■ Problem statement: From the records below, report the number of lines that contain "orientation", and add nothing.

╭─ Records provided

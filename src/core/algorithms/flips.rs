//! Local Delaunay restoration by edge flips.
//!
//! After a vertex `v` is inserted, only edges near `v` can violate the empty
//! circumcircle property. [`LocalFlipOptimizer::optimize_around`] visits every
//! triangle referencing `v` and flips any edge whose opposite vertex lies
//! strictly inside the triangle's circumcircle, repeating full passes until a
//! pass performs no flip. [`LocalFlipOptimizer::optimize_all`] does the same
//! over the whole mesh. Constrained edges are never flipped.
//!
//! Lawson's flip algorithm terminates in exact arithmetic, but floating-point
//! evaluation on near-cocircular input can make two diagonals each look
//! illegal. Passes are therefore capped; hitting the cap is reported in
//! [`FlipStats::converged`], not as an error.
//!
//! # References
//!
//! - C. L. Lawson, "Software for C¹ surface interpolation", 1977.
//! - L. Guibas and J. Stolfi, "Primitives for the manipulation of general
//!   subdivisions and the computation of Voronoi diagrams", 1985.

use serde::{Deserialize, Serialize};
use thiserror::Error;

use crate::core::mesh::{Mesh, MeshError, TriangleKey, VertexKey};
use crate::geometry::predicates::{in_circumcircle, orientation};

/// Default cap on full passes around one vertex.
pub const DEFAULT_FLIP_PASS_LIMIT: usize = 1024;

/// Errors raised while optimizing around a vertex.
#[derive(Debug, Clone, PartialEq, Error)]
pub enum FlipError {
    /// The vertex is not part of the mesh.
    #[error("Vertex {key:?} is not in the mesh")]
    UnknownVertex {
        /// The missing vertex
        key: VertexKey,
    },
    /// A mesh edit failed unexpectedly.
    #[error("Flip failed: {source}")]
    Mesh {
        #[from]
        /// The underlying mesh error
        source: MeshError,
    },
}

/// Outcome of one optimization run.
#[derive(Debug, Clone, Copy, Default, PartialEq, Eq, Serialize, Deserialize)]
pub struct FlipStats {
    /// Full passes performed, including the final pass without flips.
    pub passes: usize,
    /// Total flips performed.
    pub flips: usize,
    /// `false` when the pass cap was reached while flips were still happening.
    pub converged: bool,
}

impl FlipStats {
    /// Adds another run's counts into this one.
    pub const fn absorb(&mut self, other: Self) {
        self.passes += other.passes;
        self.flips += other.flips;
        self.converged &= other.converged;
    }
}

/// Flips non-Delaunay edges around a vertex until a fixed point.
///
/// # Examples
///
/// ```rust
/// use delaunay_refine::core::algorithms::flips::LocalFlipOptimizer;
/// use delaunay_refine::core::mesh::Mesh;
/// use delaunay_refine::core::vertex::PointSet;
/// use delaunay_refine::geometry::tolerances::Tolerances;
///
/// // Thin diamond triangulated along its long (non-Delaunay) diagonal
/// let points = PointSet::from_points([[0.0, 0.0], [1.0, -0.2], [2.0, 0.0], [1.0, 0.2]]).unwrap();
/// let mut mesh = Mesh::from_point_set(&points, Tolerances::default()).unwrap();
/// let k: Vec<_> = (0..4).map(|i| mesh.vertex_key(i).unwrap()).collect();
/// mesh.insert_triangle(k[0], k[1], k[2]).unwrap();
/// mesh.insert_triangle(k[0], k[2], k[3]).unwrap();
/// mesh.rebuild_adjacency();
///
/// let stats = LocalFlipOptimizer::default().optimize_around(&mut mesh, k[1]).unwrap();
/// assert_eq!(stats.flips, 1);
/// assert!(mesh.has_edge(k[1], k[3]));
/// ```
#[derive(Debug, Clone, Copy, PartialEq, Eq, Serialize, Deserialize)]
pub struct LocalFlipOptimizer {
    max_passes: usize,
    include_auxiliary: bool,
}

impl Default for LocalFlipOptimizer {
    fn default() -> Self {
        Self {
            max_passes: DEFAULT_FLIP_PASS_LIMIT,
            include_auxiliary: false,
        }
    }
}

impl LocalFlipOptimizer {
    #[must_use]
    pub fn new() -> Self {
        Self::default()
    }

    /// Caps the number of full passes per call.
    #[must_use]
    pub const fn with_max_passes(mut self, max_passes: usize) -> Self {
        self.max_passes = max_passes;
        self
    }

    /// Also tests edges shared with auxiliary triangles. Needed while the
    /// auxiliary bounding triangle is still part of the mesh.
    #[must_use]
    pub const fn including_auxiliary(mut self, include: bool) -> Self {
        self.include_auxiliary = include;
        self
    }

    #[must_use]
    pub const fn max_passes(&self) -> usize {
        self.max_passes
    }

    /// Restores the Delaunay property around `v`.
    ///
    /// # Errors
    ///
    /// Returns [`FlipError::UnknownVertex`] if `v` is not in the mesh, or
    /// [`FlipError::Mesh`] if the mesh is structurally inconsistent.
    pub fn optimize_around(&self, mesh: &mut Mesh, v: VertexKey) -> Result<FlipStats, FlipError> {
        self.optimize_around_from(mesh, v, None).map(|(stats, _)| stats)
    }

    /// Same as [`optimize_around`](Self::optimize_around), but finds the
    /// triangles around `v` by rotating from `hint` instead of scanning the
    /// whole mesh.
    ///
    /// Also returns a triangle incident to `v` once the flips are done, for
    /// use as the next hint.
    ///
    /// # Errors
    ///
    /// Same as [`optimize_around`](Self::optimize_around).
    pub fn optimize_around_from(
        &self,
        mesh: &mut Mesh,
        v: VertexKey,
        hint: Option<TriangleKey>,
    ) -> Result<(FlipStats, Option<TriangleKey>), FlipError> {
        if mesh.vertex(v).is_none() {
            return Err(FlipError::UnknownVertex { key: v });
        }

        let mut stats = FlipStats::default();
        let mut anchor = hint;
        while stats.passes < self.max_passes {
            stats.passes += 1;
            let mut flipped = 0usize;
            let star = mesh.vertex_star(v, anchor);
            anchor = star.first().copied();
            for key in star {
                if !mesh.contains_triangle(key) {
                    continue;
                }
                if let Some(edge) = self.illegal_edge(mesh, key)? {
                    let created = mesh.flip(key, edge)?;
                    flipped += 1;
                    if let Some(&k) = created
                        .iter()
                        .find(|&&k| mesh.triangle(k).is_some_and(|t| t.contains_vertex(v)))
                    {
                        anchor = Some(k);
                    }
                }
            }
            stats.flips += flipped;
            if flipped == 0 {
                stats.converged = true;
                return Ok((stats, anchor));
            }
        }

        tracing::warn!(
            passes = stats.passes,
            flips = stats.flips,
            "flip optimization hit the pass limit"
        );
        Ok((stats, anchor))
    }

    /// Flips illegal edges anywhere in the mesh until a pass over every
    /// triangle performs no flip.
    ///
    /// # Errors
    ///
    /// Returns [`FlipError::Mesh`] if the mesh is structurally inconsistent.
    pub fn optimize_all(&self, mesh: &mut Mesh) -> Result<FlipStats, FlipError> {
        let mut stats = FlipStats::default();
        while stats.passes < self.max_passes {
            stats.passes += 1;
            let mut flipped = 0usize;
            let keys: Vec<TriangleKey> = mesh.triangles().map(|(k, _)| k).collect();
            for key in keys {
                if !mesh.contains_triangle(key) {
                    continue;
                }
                if let Some(edge) = self.illegal_edge(mesh, key)? {
                    mesh.flip(key, edge)?;
                    flipped += 1;
                }
            }
            stats.flips += flipped;
            if flipped == 0 {
                stats.converged = true;
                tracing::debug!(passes = stats.passes, flips = stats.flips, "mesh legalized");
                return Ok(stats);
            }
        }

        tracing::warn!(
            passes = stats.passes,
            flips = stats.flips,
            "mesh legalization hit the pass limit"
        );
        Ok(stats)
    }

    /// First edge of `key` that should be flipped, if any.
    fn illegal_edge(&self, mesh: &Mesh, key: TriangleKey) -> Result<Option<usize>, MeshError> {
        let tri = mesh
            .triangle(key)
            .ok_or(MeshError::TriangleNotFound { key })?;
        let [a, b, c] = mesh.triangle_points(key)?;
        let tol = *mesh.tolerances();

        for i in 0..3 {
            let Some(n) = tri.neighbor(i) else {
                continue;
            };
            if tri.is_constrained(i) {
                continue;
            }
            let Some(other) = mesh.triangle(n) else {
                continue;
            };
            if other.is_auxiliary() && !self.include_auxiliary {
                continue;
            }
            let (u, w) = tri.edge_endpoints(i);
            let Some(j) = other.edge_index(u, w) else {
                continue;
            };
            if other.is_constrained(j) {
                continue;
            }
            let d = mesh.point(other.vertex(j))?;
            if in_circumcircle(a, b, c, d) <= tol.circle {
                continue;
            }
            // Both new triangles need area above the degeneracy tolerance.
            let apex = [a, b, c][i];
            let (pu, pw) = (mesh.point(u)?, mesh.point(w)?);
            let min_det = 2.0 * tol.degeneracy;
            if orientation(apex, pu, d) > min_det && orientation(apex, d, pw) > min_det {
                return Ok(Some(i));
            }
        }
        Ok(None)
    }
}

// =============================================================================
// TESTS
// =============================================================================

#[cfg(test)]
mod tests {
    use super::*;
    use crate::core::vertex::{PointSet, Vertex, VertexIndex};
    use crate::geometry::point::Point;
    use crate::geometry::tolerances::Tolerances;

    fn diamond() -> (Mesh, Vec<VertexKey>) {
        let set = PointSet::from_points([[0.0, 0.0], [1.0, -0.2], [2.0, 0.0], [1.0, 0.2]])
            .unwrap();
        let mut mesh = Mesh::from_point_set(&set, Tolerances::default()).unwrap();
        let k: Vec<_> = (0..4).map(|i| mesh.vertex_key(i).unwrap()).collect();
        mesh.insert_triangle(k[0], k[1], k[2]).unwrap();
        mesh.insert_triangle(k[0], k[2], k[3]).unwrap();
        mesh.rebuild_adjacency();
        (mesh, k)
    }

    #[test]
    fn test_flip_to_delaunay() {
        let (mut mesh, k) = diamond();
        let stats = LocalFlipOptimizer::new().optimize_around(&mut mesh, k[3]).unwrap();
        assert_eq!(stats.flips, 1);
        assert_eq!(stats.passes, 2);
        assert!(stats.converged);
        assert!(mesh.has_edge(k[1], k[3]));
        assert!(mesh.is_valid().is_ok());
        assert!(mesh.validate_delaunay(1e-9).is_ok());
    }

    #[test]
    fn test_hinted_optimization_returns_incident_triangle() {
        let (mut mesh, k) = diamond();
        let start = mesh.triangles_around(k[3]).first().copied();
        let (stats, hint) = LocalFlipOptimizer::new()
            .optimize_around_from(&mut mesh, k[3], start)
            .unwrap();
        assert_eq!(stats.flips, 1);
        assert!(stats.converged);
        let hint = hint.unwrap();
        assert!(mesh.triangle(hint).unwrap().contains_vertex(k[3]));
        assert!(mesh.has_edge(k[1], k[3]));
    }

    #[test]
    fn test_optimize_all_legalizes_every_edge() {
        // Fan of thin triangles from the left end of a flat strip.
        let set = PointSet::from_points([
            [0.0, 0.0],
            [1.0, -0.2],
            [2.0, -0.2],
            [3.0, 0.0],
            [2.0, 0.2],
            [1.0, 0.2],
        ])
        .unwrap();
        let mut mesh = Mesh::from_point_set(&set, Tolerances::default()).unwrap();
        let k: Vec<_> = (0..6).map(|i| mesh.vertex_key(i).unwrap()).collect();
        for i in 1..5 {
            mesh.insert_triangle(k[0], k[i], k[i + 1]).unwrap();
        }
        mesh.rebuild_adjacency();
        assert!(mesh.validate_delaunay(1e-9).is_err());

        let stats = LocalFlipOptimizer::new().optimize_all(&mut mesh).unwrap();
        assert!(stats.flips > 0);
        assert!(stats.converged);
        assert_eq!(mesh.number_of_triangles(), 4);
        assert!(mesh.is_valid().is_ok());
        assert!(mesh.validate_delaunay(1e-9).is_ok());

        let again = LocalFlipOptimizer::new().optimize_all(&mut mesh).unwrap();
        assert_eq!(again.flips, 0);
        assert_eq!(again.passes, 1);
    }

    #[test]
    fn test_already_delaunay_is_fixed_point() {
        let (mut mesh, k) = diamond();
        let optimizer = LocalFlipOptimizer::new();
        optimizer.optimize_around(&mut mesh, k[3]).unwrap();
        let again = optimizer.optimize_around(&mut mesh, k[3]).unwrap();
        assert_eq!(again.flips, 0);
        assert_eq!(again.passes, 1);
    }

    #[test]
    fn test_constrained_edge_is_kept() {
        let (mut mesh, k) = diamond();
        mesh.mark_constrained(k[0], k[2]);
        let stats = LocalFlipOptimizer::new().optimize_around(&mut mesh, k[1]).unwrap();
        assert_eq!(stats.flips, 0);
        assert!(mesh.has_edge(k[0], k[2]));
    }

    #[test]
    fn test_auxiliary_neighbors_are_skipped_by_default() {
        let set = PointSet::from_points([[0.0, 0.0], [1.0, -0.2], [2.0, 0.0]]).unwrap();
        let mut mesh = Mesh::from_point_set(&set, Tolerances::default()).unwrap();
        let k: Vec<_> = (0..3).map(|i| mesh.vertex_key(i).unwrap()).collect();
        let aux = mesh
            .insert_vertex(Vertex::new(Point::new(1.0, 0.2), -1))
            .unwrap();
        mesh.insert_triangle(k[0], k[1], k[2]).unwrap();
        mesh.insert_triangle(k[0], k[2], aux).unwrap();
        mesh.rebuild_adjacency();

        let skipped = LocalFlipOptimizer::new().optimize_around(&mut mesh, k[1]).unwrap();
        assert_eq!(skipped.flips, 0);

        let included = LocalFlipOptimizer::new()
            .including_auxiliary(true)
            .optimize_around(&mut mesh, k[1])
            .unwrap();
        assert_eq!(included.flips, 1);
        assert!(mesh.has_edge(k[1], aux));
    }

    #[test]
    fn test_pass_limit() {
        let (mut mesh, k) = diamond();
        let stats = LocalFlipOptimizer::new()
            .with_max_passes(1)
            .optimize_around(&mut mesh, k[3])
            .unwrap();
        assert_eq!(stats.passes, 1);
        assert_eq!(stats.flips, 1);
        assert!(!stats.converged);
    }

    #[test]
    fn test_unknown_vertex() {
        let (mut mesh, _) = diamond();
        let mut bigger = Mesh::new();
        let mut stranger = None;
        for i in 0..10 {
            stranger = Some(
                bigger
                    .insert_vertex(Vertex::new(Point::new(f64::from(i), 0.0), VertexIndex::from(i)))
                    .unwrap(),
            );
        }
        let stranger = stranger.unwrap();
        assert!(mesh.vertex(stranger).is_none());
        assert_eq!(
            LocalFlipOptimizer::new().optimize_around(&mut mesh, stranger),
            Err(FlipError::UnknownVertex { key: stranger })
        );
    }

    #[test]
    fn test_stats_absorb() {
        let mut total = FlipStats {
            passes: 1,
            flips: 2,
            converged: true,
        };
        total.absorb(FlipStats {
            passes: 3,
            flips: 0,
            converged: false,
        });
        assert_eq!(total.passes, 4);
        assert_eq!(total.flips, 2);
        assert!(!total.converged);
    }
}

╰─

■ Response for this exercise: 2